Work to complete
Show every line of the data where the word "writer" can be found.

Stored data:
********

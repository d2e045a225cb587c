//! Audit trail for generated artifacts.
//!
//! Every newly generated artifact appends one fixed-shape row. Sinks are
//! fire-and-forget: a failed append is logged and the pipeline moves on.

use std::fs::OpenOptions;
use std::path::PathBuf;
use std::time::Duration;

use chrono::{DateTime, Utc};
use reqwest::blocking::Client;
use serde::Serialize;
use tracing::{debug, warn};

use crate::domain::{CanonicalRecord, ResolvedDate};
use crate::error::AppError;

const WEBHOOK_TIMEOUT: Duration = Duration::from_secs(10);

#[derive(Debug, Clone, PartialEq, Eq, Serialize)]
pub struct AuditRow {
    pub name: String,
    pub contact: String,
    /// Resolved ISO date, or the raw text when unresolved.
    pub date: String,
    pub notes: String,
    pub timestamp: String,
}

impl AuditRow {
    pub fn new(
        record: &CanonicalRecord,
        resolved: Option<&ResolvedDate>,
        at: DateTime<Utc>,
    ) -> Self {
        let date = match resolved {
            Some(r) => r.date.format("%Y-%m-%d").to_string(),
            None => record.date_raw.clone(),
        };
        Self {
            name: record.name.clone(),
            contact: record.contact.clone(),
            date,
            notes: record.notes.clone(),
            timestamp: at.to_rfc3339(),
        }
    }
}

pub trait AuditSink {
    /// Append one row. Must not fail the caller.
    fn append(&self, row: &AuditRow);
}

/// Discards everything. Used when no audit target is configured.
#[derive(Debug, Clone, Copy, Default)]
pub struct NullAuditSink;

impl AuditSink for NullAuditSink {
    fn append(&self, _row: &AuditRow) {}
}

/// Appends rows to a local CSV file, writing the header on first use.
#[derive(Debug, Clone)]
pub struct CsvAuditSink {
    path: PathBuf,
}

impl CsvAuditSink {
    pub fn new(path: impl Into<PathBuf>) -> Self {
        Self { path: path.into() }
    }

    fn try_append(&self, row: &AuditRow) -> Result<(), csv::Error> {
        let is_new = std::fs::metadata(&self.path).map(|m| m.len() == 0).unwrap_or(true);
        if let Some(parent) = self.path.parent().filter(|p| !p.as_os_str().is_empty()) {
            std::fs::create_dir_all(parent)?;
        }
        let file = OpenOptions::new().create(true).append(true).open(&self.path)?;
        let mut writer = csv::WriterBuilder::new().has_headers(is_new).from_writer(file);
        writer.serialize(row)?;
        writer.flush()?;
        Ok(())
    }
}

impl AuditSink for CsvAuditSink {
    fn append(&self, row: &AuditRow) {
        match self.try_append(row) {
            Ok(()) => debug!(path = %self.path.display(), "audit row appended"),
            Err(err) => warn!(path = %self.path.display(), error = %err, "audit append failed"),
        }
    }
}

/// POSTs each row as JSON to an HTTP endpoint.
pub struct WebhookAuditSink {
    client: Client,
    url: String,
}

impl WebhookAuditSink {
    pub fn new(url: impl Into<String>) -> Result<Self, AppError> {
        let client = Client::builder()
            .timeout(WEBHOOK_TIMEOUT)
            .build()
            .map_err(|e| AppError::config(format!("Failed to build HTTP client: {e}")))?;
        Ok(Self {
            client,
            url: url.into(),
        })
    }
}

impl AuditSink for WebhookAuditSink {
    fn append(&self, row: &AuditRow) {
        let result = self
            .client
            .post(&self.url)
            .json(row)
            .send()
            .and_then(|resp| resp.error_for_status());
        if let Err(err) = result {
            warn!(url = %self.url, error = %err, "audit webhook failed");
        }
    }
}

/// Fan-out to several sinks.
#[derive(Default)]
pub struct AuditSinks {
    sinks: Vec<Box<dyn AuditSink>>,
}

impl AuditSinks {
    pub fn push(&mut self, sink: Box<dyn AuditSink>) {
        self.sinks.push(sink);
    }

    pub fn is_empty(&self) -> bool {
        self.sinks.is_empty()
    }
}

impl AuditSink for AuditSinks {
    fn append(&self, row: &AuditRow) {
        for sink in &self.sinks {
            sink.append(row);
        }
    }
}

********

Task answer
        let mut writer = csv::WriterBuilder::new().has_headers(is_new).from_writer(file);
        writer.serialize(row)?;
        writer.flush()?;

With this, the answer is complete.